As so often happens, the words emerged as I was rising out of my meditation this morning.

And then I forgot them.

Ugh.

I scrunched up my eyes, scrunched up my face into a grim expression and fought to remember the words that had hit me like a potent cocktail just moments before.

Relax. Breathe, the voice of wisdom from within me whispered.

Relax. Breathe.

And the words emerged.

We can either do life or be done by life. There is no in-between place where life is not happening.

There is no in-between place.

Where are you in your life today? Are you standing in your power? Standing in your voice, speaking out in loving kindness for what is true for you?

Or, are you letting life have its way with you? Letting life dictate the ebbs and flows, rhythm and tempo of your journey? Stuffing down the words you yearn to speak, the actions you ache to make?

It’s often been said, ‘life is not a dress-rehearsal’.

It’s the real deal. The real thing. And we only have one crack at gettin’ ‘er done.

Get on with life today.

Breathe deeply and tell yourself, this is not a dress rehearsal. This is my life where I stand tall, speak up and let out all the wonder and magnificence that lives within me, just waiting for me to wake up and set it free.

It’s easy to feel defeated. It’s easy to feel like life is a daily struggle to get by, moment to moment, without any thought for the quality of each moment passing by.

Being passive in life is easy. It’s what you’ve done for so long. It’s how you’ve felt for the forever past you can remember.

Let go.

Being passive in life doesn’t get you anything other than more misery, more feeling defeated, more feeling like you’re not worth the bother.

Give it up.

And hold on.

Hold on to the belief that if you don’t turn up and speak your truth and live your life as if it’s the only life you’ve got, no one else will.
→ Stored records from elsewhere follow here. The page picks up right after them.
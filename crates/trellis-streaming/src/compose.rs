//! Splices a lazily rendered body into the template.
//!
//! ```text
//! body:    ........ c1 ..... c2 .. c3 .. (end)
//! output:  ........ prefix c1 c2 c3 suffix
//! ```
//!
//! Nothing is written before the first body chunk exists, and at most one
//! chunk is held at a time.

use std::collections::VecDeque;
use std::pin::Pin;

use futures::stream::{self, Stream, StreamExt};
use serde::{Deserialize, Serialize};

use crate::error::StreamError;
use crate::template::SplitTemplate;

/// Owned stream of HTML bytes.
pub type ByteStream = Pin<Box<dyn Stream<Item = Result<Vec<u8>, StreamError>> + Send>>;

/// Box any chunk stream as a [`ByteStream`].
pub fn byte_stream<S>(stream: S) -> ByteStream
where
    S: Stream<Item = Result<Vec<u8>, StreamError>> + Send + 'static,
{
    Box::pin(stream)
}

/// What to emit when the body ends without producing a chunk.
#[derive(Debug, Clone, Copy, PartialEq, Eq, Default, Serialize, Deserialize)]
#[serde(rename_all = "lowercase")]
pub enum EmptyBodyPolicy {
    /// Still emit prefix and suffix, yielding a complete document.
    #[default]
    Flush,
    /// Emit nothing at all.
    Withhold,
}

struct Composer {
    prefix: Option<Vec<u8>>,
    suffix: Option<Vec<u8>>,
    body: ByteStream,
    queue: VecDeque<Vec<u8>>,
    done: bool,
    empty: EmptyBodyPolicy,
}

impl Composer {
    async fn next(mut self) -> Option<(Result<Vec<u8>, StreamError>, Self)> {
        loop {
            if let Some(chunk) = self.queue.pop_front() {
                return Some((Ok(chunk), self));
            }
            if self.done {
                return None;
            }

            match self.body.next().await {
                Some(Ok(chunk)) => {
                    if let Some(prefix) = self.prefix.take() {
                        self.queue.push_back(prefix);
                    }
                    self.queue.push_back(chunk);
                }
                Some(Err(error)) => {
                    self.done = true;
                    return Some((Err(error), self));
                }
                None => {
                    self.done = true;
                    let started = self.prefix.is_none();
                    if !started && self.empty == EmptyBodyPolicy::Withhold {
                        tracing::debug!("body produced no chunks, withholding document");
                        continue;
                    }
                    self.queue.extend(self.prefix.take());
                    self.queue.extend(self.suffix.take());
                }
            }
        }
    }
}

/// Wrap `body` with the filled template.
pub fn compose(template: SplitTemplate, body: ByteStream, empty: EmptyBodyPolicy) -> ByteStream {
    let composer = Composer {
        prefix: Some(template.prefix.into_bytes()),
        suffix: Some(template.suffix.into_bytes()),
        body,
        queue: VecDeque::with_capacity(2),
        done: false,
        empty,
    };
    Box::pin(stream::unfold(composer, Composer::next))
}

#[cfg(test)]
mod tests {
    use std::sync::atomic::{AtomicBool, Ordering};
    use std::sync::Arc;

    use trellis_data::WireError;

    use super::*;

    fn split() -> SplitTemplate {
        SplitTemplate {
            prefix: "prefix".to_string(),
            suffix: "suffix".to_string(),
        }
    }

    fn chunks(parts: &[&str]) -> ByteStream {
        let items: Vec<Result<Vec<u8>, StreamError>> =
            parts.iter().map(|p| Ok(p.as_bytes().to_vec())).collect();
        byte_stream(stream::iter(items))
    }

    async fn collect(stream: ByteStream) -> Vec<Result<String, String>> {
        stream
            .map(|r| {
                r.map(|b| String::from_utf8(b).unwrap())
                    .map_err(|e| e.to_string())
            })
            .collect()
            .await
    }

    #[tokio::test]
    async fn test_chunks_are_wrapped_in_order() {
        let out = collect(compose(split(), chunks(&["<div>", "A", "</div>"]), EmptyBodyPolicy::Flush)).await;
        let expected: Vec<Result<String, String>> = ["prefix", "<div>", "A", "</div>", "suffix"]
            .iter()
            .map(|s| Ok(s.to_string()))
            .collect();
        assert_eq!(out, expected);
    }

    #[tokio::test]
    async fn test_prefix_waits_for_first_chunk() {
        let released = Arc::new(AtomicBool::new(false));
        let gate = Arc::clone(&released);
        let body = byte_stream(stream::once(async move {
            tokio::task::yield_now().await;
            gate.store(true, Ordering::SeqCst);
            Ok(b"body".to_vec())
        }));

        let mut composed = compose(split(), body, EmptyBodyPolicy::Flush);
        let first = composed.next().await.unwrap().unwrap();

        assert_eq!(first, b"prefix");
        assert!(released.load(Ordering::SeqCst));
    }

    #[tokio::test]
    async fn test_empty_body_policies() {
        let flushed = collect(compose(split(), chunks(&[]), EmptyBodyPolicy::Flush)).await;
        assert_eq!(flushed, vec![Ok("prefix".to_string()), Ok("suffix".to_string())]);

        let withheld = collect(compose(split(), chunks(&[]), EmptyBodyPolicy::Withhold)).await;
        assert!(withheld.is_empty());
    }

    #[tokio::test]
    async fn test_error_ends_stream_without_suffix() {
        let body = byte_stream(stream::iter(vec![
            Ok(b"A".to_vec()),
            Err(StreamError::render(WireError::new("RenderError", "boom"))),
            Ok(b"B".to_vec()),
        ]));

        let out = collect(compose(split(), body, EmptyBodyPolicy::Flush)).await;
        assert_eq!(out.len(), 3);
        assert_eq!(out[0], Ok("prefix".to_string()));
        assert_eq!(out[1], Ok("A".to_string()));
        assert!(out[2].as_ref().unwrap_err().contains("boom"));
    }
}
No one else can.

Sure, there are rocks on the road, hills to climb, obstacles to overcome.

That’s life.

And so much more.

There are sunrises to witness. Sunsets to breathe into.

There are rivers to swim and seas to cross.

There are mountains to summit and ocean deeps to dive into.

There are pools of love to fall into. There are arms to embrace and smiles to share.

There are moments to experience the wonder and awe and pure joy of being alive, being here, being you!

Don’t let life do you. You do it!

Go on. You know you want to. Go ahead. Do life!